> [EXERCISE BRIEF]
Please take the lines from the one holding "pub fn current_result(&self)" through the one holding "let loaded = outcome" in the data below and copy them exactly.

**** AVAILABLE DATA ****

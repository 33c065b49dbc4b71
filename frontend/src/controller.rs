use shared::{City, OptimizationResult, OptimizeRequest, ReportQuery};

use crate::{
    catalog::Catalog,
    error::{CatalogError, ClientError, FetchFailure},
    orchestrator::{Orchestrator, RequestState, SubmitControl, SubmitRejected},
    present::{Presenter, report_url},
    render::{MapSurface, RouteLayers},
    selection::Selection,
};

pub enum Msg {
    CitiesFetched(Result<Vec<City>, FetchFailure>),
    MarkerClicked(String),
    StartChanged(String),
    EndChanged(String),
    Submit,
    OptimizationFetched(Result<OptimizationResult, FetchFailure>),
    DownloadReport,
}

/// Work the browser glue carries out on behalf of the controller.
#[derive(Debug, Clone, PartialEq)]
pub enum Effect {
    LoadCatalog,
    Optimize(OptimizeRequest),
    Alert(String),
    OpenReport(String),
}

/// The whole application state. Every mutation goes through [`Controller::update`],
/// one message at a time.
#[derive(Debug)]
pub struct Controller {
    api_root: String,
    catalog_requested: bool,
    catalog: Catalog,
    selection: Selection,
    orchestrator: Orchestrator,
    layers: RouteLayers,
    presenter: Presenter,
}

impl Controller {
    pub fn new(api_root: impl Into<String>) -> Self {
        Self {
            api_root: api_root.into(),
            catalog_requested: false,
            catalog: Catalog::default(),
            selection: Selection::default(),
            orchestrator: Orchestrator::default(),
            layers: RouteLayers::default(),
            presenter: Presenter::default(),
        }
    }

    pub fn api_root(&self) -> &str {
        &self.api_root
    }

    pub fn catalog(&self) -> &Catalog {
        &self.catalog
    }

    pub fn selection(&self) -> &Selection {
        &self.selection
    }

    pub fn request_state(&self) -> RequestState {
        self.orchestrator.state()
    }

    pub fn submit_control(&self) -> SubmitControl {
        self.orchestrator.control()
    }

    pub fn current_result(&self) -> Option<&OptimizationResult> {
        self.orchestrator.current()
    }

    pub fn layers(&self) -> &RouteLayers {
        &self.layers
    }

    pub fn presenter(&self) -> &Presenter {
        &self.presenter
    }

    /// Startup: the city list is fetched exactly once.
    pub fn start(&mut self) -> Vec<Effect> {
        if self.catalog_requested {
            return Vec::new();
        }
        self.catalog_requested = true;
        tracing::debug!("requesting city catalog from {}/cities", self.api_root);
        vec![Effect::LoadCatalog]
    }

    pub fn update(&mut self, msg: Msg, map: &mut impl MapSurface) -> Vec<Effect> {
        match msg {
            Msg::CitiesFetched(outcome) => self.on_cities(outcome, map),
            Msg::MarkerClicked(name) => {
                self.selection.click(&name);
                tracing::debug!(
                    "marker {name} clicked, selection {:?} -> {:?}",
                    self.selection.start(),
                    self.selection.end()
                );
                Vec::new()
            }
            Msg::StartChanged(value) => {
                self.selection.set_start(&value);
                Vec::new()
            }
            Msg::EndChanged(value) => {
                self.selection.set_end(&value);
                Vec::new()
            }
            Msg::Submit => self.on_submit(),
            Msg::OptimizationFetched(outcome) => self.on_optimization(outcome, map),
            Msg::DownloadReport => self.on_download(),
        }
    }

    fn on_cities(
        &mut self,
        outcome: Result<Vec<City>, FetchFailure>,
        map: &mut impl MapSurface,
    ) -> Vec<Effect> {
        let loaded = outcome
            .map_err(CatalogError::from)
            .and_then(Catalog::from_cities);
        match loaded {
            Ok(catalog) => {
                catalog.place_markers(map);
                tracing::info!("loaded {} cities", catalog.len());
                self.catalog = catalog;
                Vec::new()
            }
            Err(err) => {
                tracing::error!("failed to load cities: {err}");
                alert(ClientError::CatalogLoad(err))
            }
        }
    }

    fn on_submit(&mut self) -> Vec<Effect> {
        match self.orchestrator.submit(&self.selection) {
            Ok(request) => {
                tracing::info!(
                    "requesting optimization {} -> {}",
                    request.start_node,
                    request.end_node
                );
                vec![Effect::Optimize(request)]
            }
            Err(SubmitRejected::Busy) => {
                tracing::debug!("submit ignored, a request is already in flight");
                Vec::new()
            }
            Err(SubmitRejected::Invalid(err)) => {
                tracing::debug!("submit rejected: {err}");
                alert(ClientError::Validation(err))
            }
        }
    }

    fn on_optimization(
        &mut self,
        outcome: Result<OptimizationResult, FetchFailure>,
        map: &mut impl MapSurface,
    ) -> Vec<Effect> {
        match self.orchestrator.complete(outcome) {
            Ok(result) => {
                tracing::info!(
                    "optimization {} -> {}: {} min saved",
                    result.start_node,
                    result.end_node,
                    result.time_saved
                );
                self.layers.render(map, result);
                self.presenter.present(result);
                Vec::new()
            }
            Err(err) => {
                tracing::error!("optimization failed: {err}");
                alert(ClientError::Request(err))
            }
        }
    }

    fn on_download(&self) -> Vec<Effect> {
        match self.orchestrator.current() {
            Some(result) => {
                let url = report_url(&self.api_root, &ReportQuery::from(result));
                tracing::debug!("opening report {url}");
                vec![Effect::OpenReport(url)]
            }
            None => {
                tracing::debug!("{}", ClientError::ReportUnavailable);
                Vec::new()
            }
        }
    }
}

fn alert(err: ClientError) -> Vec<Effect> {
    err.user_message().map(Effect::Alert).into_iter().collect()
}

#[cfg(test)]
mod tests {
    use super::*;
    use crate::render::tests::{RecordingMap, result_with};

    fn city(name: &str, lat: f64, lon: f64) -> City {
        City {
            name: name.into(),
            lat,
            lon,
        }
    }

    fn loaded(map: &mut RecordingMap) -> Controller {
        let mut controller = Controller::new("");
        controller.start();
        controller.update(
            Msg::CitiesFetched(Ok(vec![city("A", 0.0, 0.0), city("B", 1.0, 1.0)])),
            map,
        );
        controller
    }

    #[test]
    fn test_start_requests_catalog_once() {
        let mut controller = Controller::new("");
        assert_eq!(controller.start(), vec![Effect::LoadCatalog]);
        assert!(controller.start().is_empty());
    }

    #[test]
    fn test_catalog_failure_alerts_and_leaves_lists_empty() {
        let mut map = RecordingMap::default();
        let mut controller = Controller::new("");

        let effects = controller.update(
            Msg::CitiesFetched(Err(FetchFailure::Network("refused".into()))),
            &mut map,
        );

        assert_eq!(
            effects,
            vec![Effect::Alert(
                "Could not connect to API. Make sure the backend is running.".into()
            )]
        );
        assert!(controller.catalog().is_empty());
        assert!(map.markers.is_empty());
    }

    #[test]
    fn test_malformed_catalog_places_no_markers() {
        let mut map = RecordingMap::default();
        let mut controller = Controller::new("");

        let effects = controller.update(
            Msg::CitiesFetched(Ok(vec![city("A", 0.0, 0.0), city("A", 1.0, 1.0)])),
            &mut map,
        );

        assert_eq!(effects.len(), 1);
        assert!(controller.catalog().is_empty());
        assert!(map.markers.is_empty());
    }

    #[test]
    fn test_submit_emits_request_and_disables_control() {
        let mut map = RecordingMap::default();
        let mut controller = loaded(&mut map);
        controller.update(Msg::MarkerClicked("A".into()), &mut map);
        controller.update(Msg::MarkerClicked("B".into()), &mut map);

        let effects = controller.update(Msg::Submit, &mut map);

        assert_eq!(
            effects,
            vec![Effect::Optimize(OptimizeRequest {
                start_node: "A".into(),
                end_node: "B".into()
            })]
        );
        assert!(controller.submit_control().disabled);
        assert!(controller.update(Msg::Submit, &mut map).is_empty());
    }

    #[test]
    fn test_manual_edits_feed_the_request() {
        let mut map = RecordingMap::default();
        let mut controller = loaded(&mut map);
        controller.update(Msg::StartChanged("B".into()), &mut map);
        controller.update(Msg::EndChanged("A".into()), &mut map);

        let effects = controller.update(Msg::Submit, &mut map);

        assert!(matches!(
            &effects[..],
            [Effect::Optimize(req)] if req.start_node == "B" && req.end_node == "A"
        ));
    }

    #[test]
    fn test_failed_optimization_keeps_previous_routes() {
        let mut map = RecordingMap::default();
        let mut controller = loaded(&mut map);
        controller.update(Msg::StartChanged("A".into()), &mut map);
        controller.update(Msg::EndChanged("B".into()), &mut map);

        controller.update(Msg::Submit, &mut map);
        controller.update(
            Msg::OptimizationFetched(Ok(result_with(&[[0.0, 0.0]], &[[1.0, 1.0]]))),
            &mut map,
        );
        controller.update(Msg::Submit, &mut map);
        let effects = controller.update(
            Msg::OptimizationFetched(Err(FetchFailure::Status("500".into()))),
            &mut map,
        );

        assert_eq!(
            effects,
            vec![Effect::Alert("Optimization failed. Try different cities.".into())]
        );
        assert_eq!(controller.request_state(), RequestState::Idle);
        assert_eq!(map.routes.len(), 2);
        assert!(controller.presenter().is_visible());
        assert!(controller.current_result().is_some());
    }

    #[test]
    fn test_download_opens_report_for_stored_result() {
        let mut map = RecordingMap::default();
        let mut controller = Controller::new("http://api");
        controller.update(Msg::StartChanged("A".into()), &mut map);
        controller.update(Msg::EndChanged("B".into()), &mut map);
        controller.update(Msg::Submit, &mut map);
        controller.update(Msg::OptimizationFetched(Ok(result_with(&[], &[]))), &mut map);

        let effects = controller.update(Msg::DownloadReport, &mut map);

        assert_eq!(
            effects,
            vec![Effect::OpenReport(
                "http://api/report?start_node=A&end_node=B&opt_time=7&base_time=10".into()
            )]
        );
    }

    #[test]
    fn test_download_without_result_does_nothing() {
        let mut map = RecordingMap::default();
        let mut controller = loaded(&mut map);
        assert!(controller.update(Msg::DownloadReport, &mut map).is_empty());
    }
}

****

> [OUTPUT OF THE TASK]
    pub fn current_result(&self) -> Option<&OptimizationResult> {
        self.orchestrator.current()
    }

    pub fn layers(&self) -> &RouteLayers {
        &self.layers
    }

    pub fn presenter(&self) -> &Presenter {
        &self.presenter
    }

    /// Startup: the city list is fetched exactly once.
    pub fn start(&mut self) -> Vec<Effect> {
        if self.catalog_requested {
            return Vec::new();
        }
        self.catalog_requested = true;
        tracing::debug!("requesting city catalog from {}/cities", self.api_root);
        vec![Effect::LoadCatalog]
    }

    pub fn update(&mut self, msg: Msg, map: &mut impl MapSurface) -> Vec<Effect> {
        match msg {
            Msg::CitiesFetched(outcome) => self.on_cities(outcome, map),
            Msg::MarkerClicked(name) => {
                self.selection.click(&name);
                tracing::debug!(
                    "marker {name} clicked, selection {:?} -> {:?}",
                    self.selection.start(),
                    self.selection.end()
                );
                Vec::new()
            }
            Msg::StartChanged(value) => {
                self.selection.set_start(&value);
                Vec::new()
            }
            Msg::EndChanged(value) => {
                self.selection.set_end(&value);
                Vec::new()
            }
            Msg::Submit => self.on_submit(),
            Msg::OptimizationFetched(outcome) => self.on_optimization(outcome, map),
            Msg::DownloadReport => self.on_download(),
        }
    }

    fn on_cities(
        &mut self,
        outcome: Result<Vec<City>, FetchFailure>,
        map: &mut impl MapSurface,
    ) -> Vec<Effect> {
        let loaded = outcome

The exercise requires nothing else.